---------- Data to examine ----------

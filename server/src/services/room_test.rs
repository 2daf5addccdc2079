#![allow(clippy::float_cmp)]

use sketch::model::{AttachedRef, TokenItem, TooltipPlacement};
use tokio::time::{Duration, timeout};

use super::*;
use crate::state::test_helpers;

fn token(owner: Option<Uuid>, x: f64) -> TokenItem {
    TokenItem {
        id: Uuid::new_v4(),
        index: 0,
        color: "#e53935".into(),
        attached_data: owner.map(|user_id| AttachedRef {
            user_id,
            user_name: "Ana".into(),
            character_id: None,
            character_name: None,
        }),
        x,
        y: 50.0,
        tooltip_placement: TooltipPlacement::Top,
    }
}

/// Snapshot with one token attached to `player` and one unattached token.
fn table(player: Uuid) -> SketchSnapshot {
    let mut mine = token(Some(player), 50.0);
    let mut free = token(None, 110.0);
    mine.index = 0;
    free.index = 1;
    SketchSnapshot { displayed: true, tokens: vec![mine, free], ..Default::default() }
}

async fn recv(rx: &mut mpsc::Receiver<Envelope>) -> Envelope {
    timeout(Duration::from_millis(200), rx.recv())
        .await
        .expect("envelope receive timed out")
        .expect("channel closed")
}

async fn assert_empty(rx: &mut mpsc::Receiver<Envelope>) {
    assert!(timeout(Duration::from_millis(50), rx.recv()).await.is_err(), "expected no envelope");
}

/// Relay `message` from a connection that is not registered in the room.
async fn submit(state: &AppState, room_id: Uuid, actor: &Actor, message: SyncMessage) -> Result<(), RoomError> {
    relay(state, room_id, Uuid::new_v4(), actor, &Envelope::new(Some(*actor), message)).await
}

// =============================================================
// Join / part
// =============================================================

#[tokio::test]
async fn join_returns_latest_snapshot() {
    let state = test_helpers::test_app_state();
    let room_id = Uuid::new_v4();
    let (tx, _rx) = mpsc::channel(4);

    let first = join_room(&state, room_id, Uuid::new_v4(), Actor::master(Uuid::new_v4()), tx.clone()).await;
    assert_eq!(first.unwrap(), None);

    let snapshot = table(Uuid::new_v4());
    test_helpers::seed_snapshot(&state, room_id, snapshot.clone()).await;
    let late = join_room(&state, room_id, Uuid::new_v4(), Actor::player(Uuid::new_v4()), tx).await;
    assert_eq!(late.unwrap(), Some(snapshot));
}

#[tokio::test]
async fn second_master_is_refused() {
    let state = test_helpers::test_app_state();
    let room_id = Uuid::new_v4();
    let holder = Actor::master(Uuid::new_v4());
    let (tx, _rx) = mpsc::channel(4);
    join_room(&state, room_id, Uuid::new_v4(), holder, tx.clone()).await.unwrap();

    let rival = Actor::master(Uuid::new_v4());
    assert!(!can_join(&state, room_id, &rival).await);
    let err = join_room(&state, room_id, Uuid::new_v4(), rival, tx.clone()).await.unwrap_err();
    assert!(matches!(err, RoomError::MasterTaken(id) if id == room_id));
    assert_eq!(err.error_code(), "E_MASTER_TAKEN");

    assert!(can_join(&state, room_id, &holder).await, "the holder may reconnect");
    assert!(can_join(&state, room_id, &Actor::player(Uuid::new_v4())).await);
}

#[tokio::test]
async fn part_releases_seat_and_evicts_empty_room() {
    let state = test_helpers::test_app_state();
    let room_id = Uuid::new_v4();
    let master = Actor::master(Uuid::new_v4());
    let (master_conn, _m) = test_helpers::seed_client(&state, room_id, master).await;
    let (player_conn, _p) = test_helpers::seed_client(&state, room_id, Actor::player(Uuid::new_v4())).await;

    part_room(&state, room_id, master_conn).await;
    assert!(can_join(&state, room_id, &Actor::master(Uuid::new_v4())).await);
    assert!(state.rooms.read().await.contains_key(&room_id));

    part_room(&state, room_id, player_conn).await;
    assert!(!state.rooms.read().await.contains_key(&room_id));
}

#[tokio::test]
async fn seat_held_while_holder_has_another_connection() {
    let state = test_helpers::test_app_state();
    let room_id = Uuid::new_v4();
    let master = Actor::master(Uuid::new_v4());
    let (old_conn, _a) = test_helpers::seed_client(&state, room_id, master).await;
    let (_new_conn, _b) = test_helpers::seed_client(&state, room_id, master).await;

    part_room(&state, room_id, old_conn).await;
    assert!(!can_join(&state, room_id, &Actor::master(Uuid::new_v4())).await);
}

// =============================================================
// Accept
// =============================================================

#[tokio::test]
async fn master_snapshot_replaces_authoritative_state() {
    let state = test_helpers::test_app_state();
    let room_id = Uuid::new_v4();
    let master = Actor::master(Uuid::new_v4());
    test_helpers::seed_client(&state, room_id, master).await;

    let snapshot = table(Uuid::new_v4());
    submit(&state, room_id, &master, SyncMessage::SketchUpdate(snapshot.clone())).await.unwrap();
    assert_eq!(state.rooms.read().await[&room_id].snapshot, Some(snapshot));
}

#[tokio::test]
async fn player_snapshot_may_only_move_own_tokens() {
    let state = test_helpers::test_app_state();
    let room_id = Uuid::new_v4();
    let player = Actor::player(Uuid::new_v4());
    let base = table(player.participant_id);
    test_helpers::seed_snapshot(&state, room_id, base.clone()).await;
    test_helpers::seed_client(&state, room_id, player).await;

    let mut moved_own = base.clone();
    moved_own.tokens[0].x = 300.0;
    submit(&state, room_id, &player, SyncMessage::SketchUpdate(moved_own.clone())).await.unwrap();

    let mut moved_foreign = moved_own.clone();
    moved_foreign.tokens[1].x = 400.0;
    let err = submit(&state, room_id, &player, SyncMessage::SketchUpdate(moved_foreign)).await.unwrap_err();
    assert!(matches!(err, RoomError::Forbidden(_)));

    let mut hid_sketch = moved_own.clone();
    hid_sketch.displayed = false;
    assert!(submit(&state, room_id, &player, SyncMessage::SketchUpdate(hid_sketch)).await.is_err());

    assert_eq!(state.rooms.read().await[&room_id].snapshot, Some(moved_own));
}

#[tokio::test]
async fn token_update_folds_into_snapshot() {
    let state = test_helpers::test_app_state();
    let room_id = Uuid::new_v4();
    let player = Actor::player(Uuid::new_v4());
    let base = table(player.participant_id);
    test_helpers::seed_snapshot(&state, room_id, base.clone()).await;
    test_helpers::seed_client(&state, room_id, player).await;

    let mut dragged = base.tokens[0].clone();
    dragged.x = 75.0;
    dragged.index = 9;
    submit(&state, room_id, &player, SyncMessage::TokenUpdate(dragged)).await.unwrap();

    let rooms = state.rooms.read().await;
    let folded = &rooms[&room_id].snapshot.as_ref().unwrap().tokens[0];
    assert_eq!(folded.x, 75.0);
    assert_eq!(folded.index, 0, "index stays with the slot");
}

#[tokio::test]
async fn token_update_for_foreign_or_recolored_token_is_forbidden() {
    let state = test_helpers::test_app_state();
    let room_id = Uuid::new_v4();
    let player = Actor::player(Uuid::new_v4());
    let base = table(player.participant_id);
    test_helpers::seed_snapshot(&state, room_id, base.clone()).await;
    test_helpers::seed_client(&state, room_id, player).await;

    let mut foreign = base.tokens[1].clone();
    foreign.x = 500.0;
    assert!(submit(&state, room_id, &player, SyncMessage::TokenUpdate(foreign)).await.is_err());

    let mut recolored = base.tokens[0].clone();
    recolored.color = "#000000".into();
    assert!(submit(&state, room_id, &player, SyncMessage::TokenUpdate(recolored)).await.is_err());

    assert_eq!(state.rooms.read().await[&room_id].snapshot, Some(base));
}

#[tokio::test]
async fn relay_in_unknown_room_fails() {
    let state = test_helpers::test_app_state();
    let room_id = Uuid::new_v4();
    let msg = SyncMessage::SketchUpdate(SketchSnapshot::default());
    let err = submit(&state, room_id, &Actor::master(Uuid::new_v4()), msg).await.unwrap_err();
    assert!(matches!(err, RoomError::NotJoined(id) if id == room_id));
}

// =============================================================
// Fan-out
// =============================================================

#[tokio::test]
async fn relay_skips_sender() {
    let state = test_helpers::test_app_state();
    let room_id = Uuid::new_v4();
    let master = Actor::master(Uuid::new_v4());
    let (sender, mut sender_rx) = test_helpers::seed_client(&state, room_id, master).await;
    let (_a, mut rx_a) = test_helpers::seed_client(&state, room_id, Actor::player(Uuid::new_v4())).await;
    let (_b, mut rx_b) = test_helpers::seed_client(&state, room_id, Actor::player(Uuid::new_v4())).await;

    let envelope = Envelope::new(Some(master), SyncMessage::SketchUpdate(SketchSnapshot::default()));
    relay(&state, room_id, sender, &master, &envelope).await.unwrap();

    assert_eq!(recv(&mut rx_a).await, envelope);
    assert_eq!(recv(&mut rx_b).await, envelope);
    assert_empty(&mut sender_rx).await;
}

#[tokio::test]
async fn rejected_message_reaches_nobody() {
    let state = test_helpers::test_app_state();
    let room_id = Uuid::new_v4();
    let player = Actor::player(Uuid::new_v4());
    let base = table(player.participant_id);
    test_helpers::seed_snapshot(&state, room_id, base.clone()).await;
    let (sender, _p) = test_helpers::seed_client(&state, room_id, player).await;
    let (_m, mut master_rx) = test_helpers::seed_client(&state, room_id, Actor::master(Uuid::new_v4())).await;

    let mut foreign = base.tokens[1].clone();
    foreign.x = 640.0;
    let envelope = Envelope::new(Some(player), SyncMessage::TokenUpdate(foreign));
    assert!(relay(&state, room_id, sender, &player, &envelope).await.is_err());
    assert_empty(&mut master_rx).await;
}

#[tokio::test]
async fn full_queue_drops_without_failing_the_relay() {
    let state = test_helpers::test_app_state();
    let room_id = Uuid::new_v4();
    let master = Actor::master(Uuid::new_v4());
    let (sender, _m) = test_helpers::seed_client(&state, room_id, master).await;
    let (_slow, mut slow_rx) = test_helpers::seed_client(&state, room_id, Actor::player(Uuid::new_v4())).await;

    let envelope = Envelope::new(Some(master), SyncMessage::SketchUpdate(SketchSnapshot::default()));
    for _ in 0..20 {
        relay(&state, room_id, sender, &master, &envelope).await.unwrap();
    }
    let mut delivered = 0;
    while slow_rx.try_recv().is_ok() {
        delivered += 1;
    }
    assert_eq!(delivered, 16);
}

----------
---------- Data to examine ----------

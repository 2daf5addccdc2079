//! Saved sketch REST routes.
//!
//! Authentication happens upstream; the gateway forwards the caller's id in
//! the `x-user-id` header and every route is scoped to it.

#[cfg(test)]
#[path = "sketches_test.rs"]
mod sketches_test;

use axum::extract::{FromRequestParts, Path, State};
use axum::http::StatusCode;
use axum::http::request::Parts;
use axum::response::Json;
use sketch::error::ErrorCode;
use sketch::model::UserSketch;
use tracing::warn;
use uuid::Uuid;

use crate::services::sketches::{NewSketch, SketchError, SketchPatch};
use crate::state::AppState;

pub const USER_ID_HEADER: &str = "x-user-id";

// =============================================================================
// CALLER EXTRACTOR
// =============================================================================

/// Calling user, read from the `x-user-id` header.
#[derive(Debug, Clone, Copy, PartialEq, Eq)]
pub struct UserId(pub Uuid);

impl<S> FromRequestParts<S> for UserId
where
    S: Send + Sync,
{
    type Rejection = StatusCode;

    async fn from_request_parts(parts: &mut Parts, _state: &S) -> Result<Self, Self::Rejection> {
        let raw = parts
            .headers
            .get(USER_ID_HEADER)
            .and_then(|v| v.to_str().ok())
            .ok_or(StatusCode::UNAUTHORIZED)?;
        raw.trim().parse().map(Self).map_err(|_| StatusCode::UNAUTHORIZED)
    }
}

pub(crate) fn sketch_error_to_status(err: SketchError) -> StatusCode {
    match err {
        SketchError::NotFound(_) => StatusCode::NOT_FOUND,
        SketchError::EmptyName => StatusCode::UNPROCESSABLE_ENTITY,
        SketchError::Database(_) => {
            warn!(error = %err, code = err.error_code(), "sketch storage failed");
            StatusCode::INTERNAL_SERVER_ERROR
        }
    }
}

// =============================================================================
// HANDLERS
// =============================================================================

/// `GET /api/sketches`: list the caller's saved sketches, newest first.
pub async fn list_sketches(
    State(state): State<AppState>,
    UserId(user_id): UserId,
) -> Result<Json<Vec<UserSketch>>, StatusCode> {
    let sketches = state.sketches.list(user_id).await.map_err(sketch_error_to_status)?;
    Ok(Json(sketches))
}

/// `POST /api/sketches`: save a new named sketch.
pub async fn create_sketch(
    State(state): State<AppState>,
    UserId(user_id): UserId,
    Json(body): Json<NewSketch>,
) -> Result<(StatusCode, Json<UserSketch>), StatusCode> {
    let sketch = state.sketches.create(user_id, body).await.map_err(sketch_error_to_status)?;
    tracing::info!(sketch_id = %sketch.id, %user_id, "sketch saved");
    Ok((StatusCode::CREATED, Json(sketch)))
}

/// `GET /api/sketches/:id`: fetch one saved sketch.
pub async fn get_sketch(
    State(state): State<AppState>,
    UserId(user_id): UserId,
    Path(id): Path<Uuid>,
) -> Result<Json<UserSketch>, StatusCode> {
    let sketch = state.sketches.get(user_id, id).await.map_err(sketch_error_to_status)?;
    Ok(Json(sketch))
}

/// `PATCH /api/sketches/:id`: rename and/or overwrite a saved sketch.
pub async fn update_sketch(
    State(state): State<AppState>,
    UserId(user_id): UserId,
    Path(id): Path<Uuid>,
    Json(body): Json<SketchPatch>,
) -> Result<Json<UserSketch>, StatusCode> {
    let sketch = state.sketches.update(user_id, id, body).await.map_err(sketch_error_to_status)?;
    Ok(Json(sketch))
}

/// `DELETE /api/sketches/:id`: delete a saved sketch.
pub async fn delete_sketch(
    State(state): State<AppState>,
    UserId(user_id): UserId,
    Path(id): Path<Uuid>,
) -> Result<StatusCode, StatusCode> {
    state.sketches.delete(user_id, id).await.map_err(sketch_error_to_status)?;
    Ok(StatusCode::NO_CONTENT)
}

----------

What needs to be done:
Scan the material above for the string "model" and copy every line that has it.

Answer to the exercise:
use sketch::model::{AttachedRef, TokenItem, TooltipPlacement};
use sketch::model::UserSketch;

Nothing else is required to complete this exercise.